Soon after it returned, the cannon was painted black in protest of Tufts University's support of the Ferdinand Marcos family, the then ruling family of the Philippines and frequent benefactors of Tufts. The university was scheduled to grant an honorary degree upon first lady Imelda Marcos. This was halted after ongoing unrest, including frequent painting of the cannon, petitions by students and faculty members, and a 1,000-person strong protest during one of the visits by the Marcoses, pressuring the university into breaking off relations. Although many students resented the painting of the cannon, considering it an act of vandalism, the activity cemented itself as an ongoing student tradition.

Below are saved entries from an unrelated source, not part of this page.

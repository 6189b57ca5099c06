use std::collections::{BTreeSet, HashMap};

use chrono::Utc;

/// 当前 Unix 时间戳（毫秒）
pub fn now_ms() -> i64 {
    Utc::now().timestamp_millis()
}

/// 过期时间管理器
///
/// `expire_times` 用于按键查询，`deadlines` 按到期时间排序，
/// 主动清理时只需从头部取出已到期的键。
#[derive(Debug, Clone, Default)]
pub struct ExpiryManager {
    expire_times: HashMap<String, i64>, // 键 -> 绝对过期时间（毫秒）
    deadlines: BTreeSet<(i64, String)>,
}

impl ExpiryManager {
    pub fn new() -> Self {
        Self::default()
    }

    /// 设置键的绝对过期时间（毫秒）
    pub fn set_expire_at(&mut self, key: &str, at_ms: i64) {
        if let Some(old) = self.expire_times.insert(key.to_string(), at_ms) {
            self.deadlines.remove(&(old, key.to_string()));
        }
        self.deadlines.insert((at_ms, key.to_string()));
    }

    /// 检查键在 `now` 时刻是否已过期
    pub fn is_expired(&self, key: &str, now: i64) -> bool {
        match self.expire_times.get(key) {
            Some(at) => now >= *at,
            None => false,
        }
    }

    /// 剩余毫秒数，未设置过期时间返回 None
    pub fn remaining_ms(&self, key: &str, now: i64) -> Option<i64> {
        self.expire_times.get(key).map(|at| (*at - now).max(0))
    }

    /// 移除键的过期时间
    pub fn persist(&mut self, key: &str) -> bool {
        match self.expire_times.remove(key) {
            Some(at) => {
                self.deadlines.remove(&(at, key.to_string()));
                true
            }
            None => false,
        }
    }

    /// 删除键时一并清除过期设置
    pub fn remove_key(&mut self, key: &str) {
        self.persist(key);
    }

    /// 取出最多 `limit` 个已到期的键，最早到期的优先
    pub fn pop_expired(&mut self, now: i64, limit: usize) -> Vec<String> {
        let mut expired = Vec::new();
        while expired.len() < limit {
            let due = match self.deadlines.first() {
                Some((at, _)) => *at <= now,
                None => false,
            };
            if !due {
                break;
            }
            if let Some((_, key)) = self.deadlines.pop_first() {
                self.expire_times.remove(&key);
                expired.push(key);
            }
        }
        expired
    }

    /// 设置了过期时间的键数量
    pub fn len(&self) -> usize {
        self.expire_times.len()
    }

    pub fn is_empty(&self) -> bool {
        self.expire_times.is_empty()
    }

    /// 清空所有过期时间设置
    pub fn clear(&mut self) {
        self.expire_times.clear();
        self.deadlines.clear();
    }
}

#[cfg(test)]
mod tests {
    use super::*;

    #[test]
    fn test_pop_expired_in_deadline_order() {
        let mut expiry = ExpiryManager::new();
        expiry.set_expire_at("late", 300);
        expiry.set_expire_at("early", 100);
        expiry.set_expire_at("future", 10_000);

        assert_eq!(expiry.pop_expired(500, 1), vec!["early".to_string()]);
        assert_eq!(expiry.pop_expired(500, 10), vec!["late".to_string()]);
        assert!(expiry.pop_expired(500, 10).is_empty());
        assert_eq!(expiry.len(), 1);
    }

    #[test]
    fn test_reset_deadline_replaces_old_one() {
        let mut expiry = ExpiryManager::new();
        expiry.set_expire_at("k", 100);
        expiry.set_expire_at("k", 1_000);

        assert!(expiry.pop_expired(500, 10).is_empty());
        assert!(!expiry.is_expired("k", 999));
        assert!(expiry.is_expired("k", 1_000));
        assert_eq!(expiry.remaining_ms("k", 400), Some(600));
    }

    #[test]
    fn test_persist() {
        let mut expiry = ExpiryManager::new();
        expiry.set_expire_at("k", 100);
        assert!(expiry.persist("k"));
        assert!(!expiry.persist("k"));
        assert_eq!(expiry.remaining_ms("k", 0), None);
        assert!(expiry.pop_expired(i64::MAX, 10).is_empty());
    }
}
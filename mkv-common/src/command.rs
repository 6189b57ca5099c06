use std::fmt;

use log::debug;
use thiserror::Error;

use crate::store::{StoreError, StoreManager};

/// 命令表：(命令, 用法, 说明)
const COMMANDS: &[(&str, &str, &str)] = &[
    ("exists", "EXISTS key [key ...]", "返回存在的键的数量"),
    ("type", "TYPE key", "获取键的数据类型"),
    ("del", "DEL key [key ...]", "删除键，返回实际删除的数量"),
    ("expire", "EXPIRE key seconds", "设置相对过期时间(秒)"),
    ("pexpire", "PEXPIRE key milliseconds", "设置相对过期时间(毫秒)"),
    ("expireat", "EXPIREAT key timestamp", "设置绝对过期时间(秒级时间戳)"),
    ("pexpireat", "PEXPIREAT key timestamp", "设置绝对过期时间(毫秒级时间戳)"),
    ("ttl", "TTL key", "剩余生存时间(秒)"),
    ("pttl", "PTTL key", "剩余生存时间(毫秒)"),
    ("persist", "PERSIST key", "移除过期时间"),
    ("hset", "HSET key field value", "存储哈希表字段"),
    ("hget", "HGET key field", "获取哈希表字段值"),
    ("hexists", "HEXISTS key field", "检查哈希表字段是否存在"),
    ("hstrlen", "HSTRLEN key field", "获取哈希表字段值的长度"),
    ("hlen", "HLEN key", "获取哈希表字段数量"),
    ("hmset", "HMSET key field value [field value ...]", "批量设置哈希表字段"),
    ("hmget", "HMGET key field [field ...]", "批量获取哈希表字段值"),
    ("hkeys", "HKEYS key", "按插入顺序获取所有字段"),
    ("hvals", "HVALS key", "按插入顺序获取所有值"),
    ("hgetall", "HGETALL key", "按插入顺序获取所有字段和值"),
    ("hdel", "HDEL key field [field ...]", "删除哈希表字段"),
    ("hincrby", "HINCRBY key field increment", "哈希表字段整数值加上增量"),
    ("lpush", "LPUSH key value [value ...]", "在列表左端添加数据"),
    ("rpush", "RPUSH key value [value ...]", "在列表右端添加数据"),
    ("lpop", "LPOP key", "获取并删除左端数据"),
    ("rpop", "RPOP key", "获取并删除右端数据"),
    ("llen", "LLEN key", "获取列表长度"),
    ("lindex", "LINDEX key index", "根据索引获取元素"),
    ("lrange", "LRANGE key start stop", "获取 start 到 stop 位置的数据"),
    ("lset", "LSET key index value", "根据索引设置元素"),
    ("sadd", "SADD key member [member ...]", "添加集合成员"),
    ("srem", "SREM key member [member ...]", "移除集合成员"),
    ("scard", "SCARD key", "获取集合成员数量"),
    ("sismember", "SISMEMBER key member", "检查成员是否在集合中"),
    ("smembers", "SMEMBERS key", "获取集合所有成员"),
    ("sdiff", "SDIFF key [key ...]", "集合差集"),
    ("sunion", "SUNION key [key ...]", "集合并集"),
    ("sinter", "SINTER key [key ...]", "集合交集"),
    ("zadd", "ZADD key score member [score member ...]", "添加有序集合成员"),
    ("zrem", "ZREM key member [member ...]", "移除有序集合成员"),
    ("zcard", "ZCARD key", "获取有序集合成员数量"),
    ("zscore", "ZSCORE key member", "获取成员分数"),
    ("zrange", "ZRANGE key start stop [WITHSCORES]", "按分数升序获取排名区间"),
    ("zrevrange", "ZREVRANGE key start stop [WITHSCORES]", "按分数降序获取排名区间"),
    ("zrank", "ZRANK key member", "获取成员升序排名"),
    ("zrevrank", "ZREVRANK key member", "获取成员降序排名"),
    ("zincrby", "ZINCRBY key increment member", "成员分数加上增量"),
    ("dbsize", "DBSIZE", "获取键的数量"),
    ("flushdb", "FLUSHDB", "清空所有键"),
    ("ping", "PING", "测试服务器连接"),
    ("echo", "ECHO message", "原样返回消息"),
    ("info", "INFO", "获取服务器与键空间信息"),
    ("quit", "QUIT", "关闭当前连接"),
    ("help", "HELP [command]", "获取命令帮助"),
];

fn usage_of(verb: &str) -> &'static str {
    COMMANDS
        .iter()
        .find(|(name, _, _)| *name == verb)
        .map_or("", |(_, usage, _)| *usage)
}

/// 命令解析与执行错误
#[derive(Debug, Error)]
pub enum CommandError {
    #[error("Empty command")]
    Empty,
    #[error("Unknown command: {0}")]
    UnknownCommand(String),
    #[error("Usage: {usage}")]
    WrongArity {
        command: String,
        usage: &'static str,
    },
    #[error("'{0}' 不是有效的整数")]
    NotAnInteger(String),
    #[error("'{0}' 不是有效的数字")]
    NotAFloat(String),
    #[error("语法错误: {0}")]
    Syntax(String),
    #[error(transparent)]
    Store(#[from] StoreError),
}

// 表示解析后的命令
#[derive(Debug, Clone, PartialEq)]
pub enum Command {
    // 通用命令
    Exists(Vec<String>),
    Type(String),
    Del(Vec<String>),
    Expire(String, i64),
    PExpire(String, i64),
    ExpireAt(String, i64),
    PExpireAt(String, i64),
    Ttl(String),
    PTtl(String),
    Persist(String),

    // 哈希命令
    HSet(String, String, String),
    HGet(String, String),
    HExists(String, String),
    HStrLen(String, String),
    HLen(String),
    HMSet(String, Vec<(String, String)>),
    HMGet(String, Vec<String>),
    HKeys(String),
    HVals(String),
    HGetAll(String),
    HDel(String, Vec<String>),
    HIncrBy(String, String, i64),

    // 列表命令
    LPush(String, Vec<String>),
    RPush(String, Vec<String>),
    LPop(String),
    RPop(String),
    LLen(String),
    LIndex(String, isize),
    LRange(String, isize, isize),
    LSet(String, isize, String),

    // 集合命令
    SAdd(String, Vec<String>),
    SRem(String, Vec<String>),
    SCard(String),
    SIsMember(String, String),
    SMembers(String),
    SDiff(Vec<String>),
    SUnion(Vec<String>),
    SInter(Vec<String>),

    // 有序集合命令
    ZAdd(String, Vec<(f64, String)>),
    ZRem(String, Vec<String>),
    ZCard(String),
    ZScore(String, String),
    ZRange {
        key: String,
        start: isize,
        stop: isize,
        with_scores: bool,
    },
    ZRevRange {
        key: String,
        start: isize,
        stop: isize,
        with_scores: bool,
    },
    ZRank(String, String),
    ZRevRank(String, String),
    ZIncrBy(String, f64, String),

    // 其他命令
    DbSize,
    FlushDb,
    Ping,
    Echo(String),
    Info,
    Quit,
    Help,
    HelpCommand(String),
}

/// 命令执行结果
#[derive(Debug, Clone, PartialEq)]
pub enum Reply {
    Ok,
    Pong,
    Integer(i64),
    Bulk(Option<String>),
    Array(Vec<Option<String>>),
    Error(String),
}

impl From<bool> for Reply {
    fn from(value: bool) -> Self {
        Reply::Integer(i64::from(value))
    }
}

impl From<usize> for Reply {
    fn from(value: usize) -> Self {
        Reply::Integer(value as i64)
    }
}

impl fmt::Display for Reply {
    fn fmt(&self, f: &mut fmt::Formatter<'_>) -> fmt::Result {
        match self {
            Reply::Ok => f.write_str("OK"),
            Reply::Pong => f.write_str("PONG"),
            Reply::Integer(n) => write!(f, "{}", n),
            Reply::Bulk(Some(value)) => f.write_str(value),
            Reply::Bulk(None) => f.write_str("(nil)"),
            Reply::Array(items) if items.is_empty() => f.write_str("(empty list)"),
            Reply::Array(items) => {
                let lines: Vec<&str> = items
                    .iter()
                    .map(|item| item.as_deref().unwrap_or("(nil)"))
                    .collect();
                f.write_str(&lines.join("\n"))
            }
            Reply::Error(msg) => write!(f, "ERROR: {}", msg),
        }
    }
}

fn check_arity(
    verb: &str,
    args: &[&str],
    min: usize,
    max: Option<usize>,
) -> Result<(), CommandError> {
    let too_many = max.map_or(false, |max| args.len() > max);
    if args.len() < min || too_many {
        return Err(CommandError::WrongArity {
            command: verb.to_string(),
            usage: usage_of(verb),
        });
    }
    Ok(())
}

fn exact(verb: &str, args: &[&str], n: usize) -> Result<(), CommandError> {
    check_arity(verb, args, n, Some(n))
}

fn at_least(verb: &str, args: &[&str], n: usize) -> Result<(), CommandError> {
    check_arity(verb, args, n, None)
}

fn parse_int<T: std::str::FromStr>(raw: &str) -> Result<T, CommandError> {
    raw.parse::<T>()
        .map_err(|_| CommandError::NotAnInteger(raw.to_string()))
}

/// 接受 inf/-inf，拒绝 NaN
fn parse_float(raw: &str) -> Result<f64, CommandError> {
    match raw.parse::<f64>() {
        Ok(value) if !value.is_nan() => Ok(value),
        _ => Err(CommandError::NotAFloat(raw.to_string())),
    }
}

fn owned(args: &[&str]) -> Vec<String> {
    args.iter().map(|s| s.to_string()).collect()
}

fn parse_with_scores(verb: &str, args: &[&str]) -> Result<bool, CommandError> {
    check_arity(verb, args, 3, Some(4))?;
    match args.get(3) {
        None => Ok(false),
        Some(flag) if flag.eq_ignore_ascii_case("withscores") => Ok(true),
        Some(flag) => Err(CommandError::Syntax(format!("未知选项 '{}'", flag))),
    }
}

fn format_score(score: f64) -> String {
    score.to_string()
}

fn scored(items: Vec<(String, f64)>, with_scores: bool) -> Vec<Option<String>> {
    let mut out = Vec::with_capacity(if with_scores { items.len() * 2 } else { items.len() });
    for (member, score) in items {
        out.push(Some(member));
        if with_scores {
            out.push(Some(format_score(score)));
        }
    }
    out
}

fn strings(items: Vec<String>) -> Vec<Option<String>> {
    items.into_iter().map(Some).collect()
}

// 命令处理器
#[derive(Debug, Clone)]
pub struct CommandHandler {
    store_manager: StoreManager,
}
use std::collections::VecDeque;

use super::data_types::{normalize_index, normalize_range, DataType, Kind};
use super::error::{StoreError, StoreResult};
use super::store_core::Store;

pub struct ListHandler;

/// 推入方向
#[derive(Debug, Clone, Copy)]
enum End {
    Head,
    Tail,
}

impl ListHandler {
    fn existing<'a>(store: &'a mut Store, key: &str) -> StoreResult<Option<&'a VecDeque<String>>> {
        match store.get(key) {
            Some(DataType::List(list)) => Ok(Some(list)),
            Some(other) => Err(StoreError::mismatch(key, Kind::List, other.kind())),
            None => Ok(None),
        }
    }

    fn push(store: &mut Store, key: &str, values: Vec<String>, end: End) -> StoreResult<usize> {
        if values.is_empty() {
            return Self::llen_internal(store, key);
        }
        match store.get_or_create(key, Kind::List)? {
            DataType::List(list) => {
                for value in values {
                    match end {
                        End::Head => list.push_front(value),
                        End::Tail => list.push_back(value),
                    }
                }
                Ok(list.len())
            }
            other => Err(StoreError::mismatch(key, Kind::List, other.kind())),
        }
    }

    fn pop(store: &mut Store, key: &str, end: End) -> StoreResult<Option<String>> {
        let popped = match store.get_mut(key) {
            Some(DataType::List(list)) => match end {
                End::Head => list.pop_front(),
                End::Tail => list.pop_back(),
            },
            Some(other) => return Err(StoreError::mismatch(key, Kind::List, other.kind())),
            None => None,
        };
        store.remove_if_empty(key);
        Ok(popped)
    }

    /// 从左侧推入元素的内部实现，多个值按参数顺序逐个推入
    pub fn lpush_internal(store: &mut Store, key: &str, values: Vec<String>) -> StoreResult<usize> {
        Self::push(store, key, values, End::Head)
    }

    /// 从右侧推入元素的内部实现
    pub fn rpush_internal(store: &mut Store, key: &str, values: Vec<String>) -> StoreResult<usize> {
        Self::push(store, key, values, End::Tail)
    }

    /// 弹出最后一个元素后删除键
    pub fn lpop_internal(store: &mut Store, key: &str) -> StoreResult<Option<String>> {
        Self::pop(store, key, End::Head)
    }

    pub fn rpop_internal(store: &mut Store, key: &str) -> StoreResult<Option<String>> {
        Self::pop(store, key, End::Tail)
    }

    pub fn llen_internal(store: &mut Store, key: &str) -> StoreResult<usize> {
        Ok(Self::existing(store, key)?.map_or(0, VecDeque::len))
    }

    /// 获取列表范围内元素的内部实现
    pub fn lrange_internal(
        store: &mut Store,
        key: &str,
        start: isize,
        stop: isize,
    ) -> StoreResult<Vec<String>> {
        let list = match Self::existing(store, key)? {
            Some(list) => list,
            None => return Ok(vec![]),
        };
        match normalize_range(start, stop, list.len()) {
            Some((lo, hi)) => Ok(list.range(lo..=hi).cloned().collect()),
            None => Ok(vec![]),
        }
    }

    pub fn lindex_internal(store: &mut Store, key: &str, index: isize) -> StoreResult<Option<String>> {
        Ok(Self::existing(store, key)?.and_then(|list| {
            normalize_index(index, list.len()).and_then(|idx| list.get(idx).cloned())
        }))
    }

    /// 根据索引设置元素，键不存在视为长度为 0
    pub fn lset_internal(
        store: &mut Store,
        key: &str,
        index: isize,
        value: String,
    ) -> StoreResult<()> {
        match store.get_mut(key) {
            Some(DataType::List(list)) => {
                let len = list.len();
                match normalize_index(index, len).and_then(|idx| list.get_mut(idx)) {
                    Some(slot) => {
                        *slot = value;
                        Ok(())
                    }
                    None => Err(StoreError::IndexOutOfRange { index, len }),
                }
            }
            Some(other) => Err(StoreError::mismatch(key, Kind::List, other.kind())),
            None => Err(StoreError::IndexOutOfRange { index, len: 0 }),
        }
    }
}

Since these protests, students have been painting the cannon almost nightly. Because of this, the cannon was sandblasted in 1985 and 1996 to remove the numerous coats of paint it had accumulated. Also, due to poor documentation upon its transfer to the campus, many students believed it was an actual cannon and not a replica, but these theories were dispelled in 1987 when part of the cannon broke off while it was being moved by maintenance.

==Appearance==
The cannon is a replica of a 24-pounder long gun, an approximately 8 ft long barrel mounted on wooden wheels. It is frequently covered in many layers of paint, so none of the original colors of the cannon are discernible. Due to the amount of paint, it is no longer mobile and requires machinery to be moved. It can often be found with varying graffiti, including words and designs, advertisements, messages, and other announcements. On occasion, when offensive paintings or obscenities are added, the cannon has been painted by Tufts administration.

==Painting the Cannon==

The act of painting the cannon has evolved into a ritual for Tufts students. It involves a set of strict rules that must be followed to preserve the tradition. The cannon is typically painted only after sunset. Due to the competitiveness surrounding its painting, students camp out until sunrise to prevent other students from painting over their work. The cannon has been used to send personal messages, such as birthday wishes and congratulations. The cannon has been painted to commemorate/protest many national events, such as the September 11th Attacks and the Black Lives Matter movement, and to influence Tufts' administration.